Stored data:
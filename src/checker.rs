//! Checker orchestrating all provider clients.
//!
//! For one name, every enabled provider is queried concurrently and the
//! results are gathered back in declaration order. A failing, hanging, or
//! panicking provider only affects its own row.

use crate::registry::{Provider, ProviderClient};
use crate::types::{
    AvailabilityStatus, CheckFailure, CheckReport, CheckRequest, ProviderKind, ProviderResult,
    Token,
};
use futures::future::join_all;
use futures::stream::{self, StreamExt};
use futures::FutureExt;
use std::panic::AssertUnwindSafe;
use std::time::Duration;
use tracing::{debug, warn};

/// Runs availability checks against a fixed set of provider clients.
pub struct Checker<C = Provider> {
    clients: Vec<C>,
    provider_timeout: Duration,
    parallel: usize,
}

impl<C: ProviderClient> Checker<C> {
    /// Create a checker. `provider_timeout` bounds every single provider check.
    pub fn new(clients: Vec<C>, provider_timeout: Duration) -> Self {
        Self {
            clients,
            provider_timeout,
            parallel: 1,
        }
    }

    /// Number of names checked at once by [`Checker::run_all`].
    pub fn with_parallel(mut self, parallel: usize) -> Self {
        self.parallel = parallel.max(1);
        self
    }

    /// Check one name against every provider enabled in `request`.
    pub async fn run(&self, request: &CheckRequest, credential: Option<&Token>) -> CheckReport {
        let name = request.name();
        debug!(
            "Checking {} against {} providers",
            name,
            request.enabled().len()
        );

        // join_all yields outputs in input order, whatever order they finish in.
        let checks = request
            .enabled()
            .iter()
            .map(|kind| self.check_one(kind, name, credential));
        let results = join_all(checks).await;

        let report = CheckReport::new(name, results);
        debug!(
            "{}: {} available, {} taken, {} unknown",
            name, report.summary.available, report.summary.taken, report.summary.unknown
        );
        report
    }

    /// Check several names, returning reports in input order.
    pub async fn run_all(
        &self,
        requests: &[CheckRequest],
        credential: Option<&Token>,
    ) -> Vec<CheckReport> {
        stream::iter(requests)
            .map(|request| self.run(request, credential))
            .buffered(self.parallel)
            .collect()
            .await
    }

    async fn check_one(
        &self,
        kind: &ProviderKind,
        name: &str,
        credential: Option<&Token>,
    ) -> ProviderResult {
        let Some(client) = self.clients.iter().find(|c| c.kind() == *kind) else {
            warn!("No client configured for {}", kind);
            return ProviderResult {
                provider: kind.clone(),
                label: kind.label(name),
                status: CheckFailure::MissingClient.into(),
            };
        };

        let guarded = AssertUnwindSafe(client.check(name, credential)).catch_unwind();
        let status: AvailabilityStatus =
            match tokio::time::timeout(self.provider_timeout, guarded).await {
                Ok(Ok(status)) => status,
                Ok(Err(_)) => {
                    warn!("{} check panicked for {}", kind, name);
                    CheckFailure::Internal.into()
                }
                Err(_) => {
                    debug!("{} check timed out for {}", kind, name);
                    CheckFailure::Timeout.into()
                }
            };

        if let AvailabilityStatus::Unknown { reason } = &status {
            debug!("{} unknown for {}: {}", kind, name, reason);
        }

        ProviderResult {
            provider: kind.clone(),
            label: client.label(name),
            status,
        }
    }
}
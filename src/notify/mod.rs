//! Output for check reports.
//!
//! The checker returns structured reports; this module renders them as
//! colored tables or JSON.

pub mod console;

pub use console::ConsoleOutput;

Your instructions:
Write out the records above exactly, from the opening line to the line with "use std::panic::AssertUnwindSafe;", including both, with nothing added.

Written solution:
filename src/checker.rs
//! Checker orchestrating all provider clients.
//!
//! For one name, every enabled provider is queried concurrently and the
//! results are gathered back in declaration order. A failing, hanging, or
//! panicking provider only affects its own row.

use crate::registry::{Provider, ProviderClient};
use crate::types::{
    AvailabilityStatus, CheckFailure, CheckReport, CheckRequest, ProviderKind, ProviderResult,
    Token,
};
use futures::future::join_all;
use futures::stream::{self, StreamExt};
use futures::FutureExt;
use std::panic::AssertUnwindSafe;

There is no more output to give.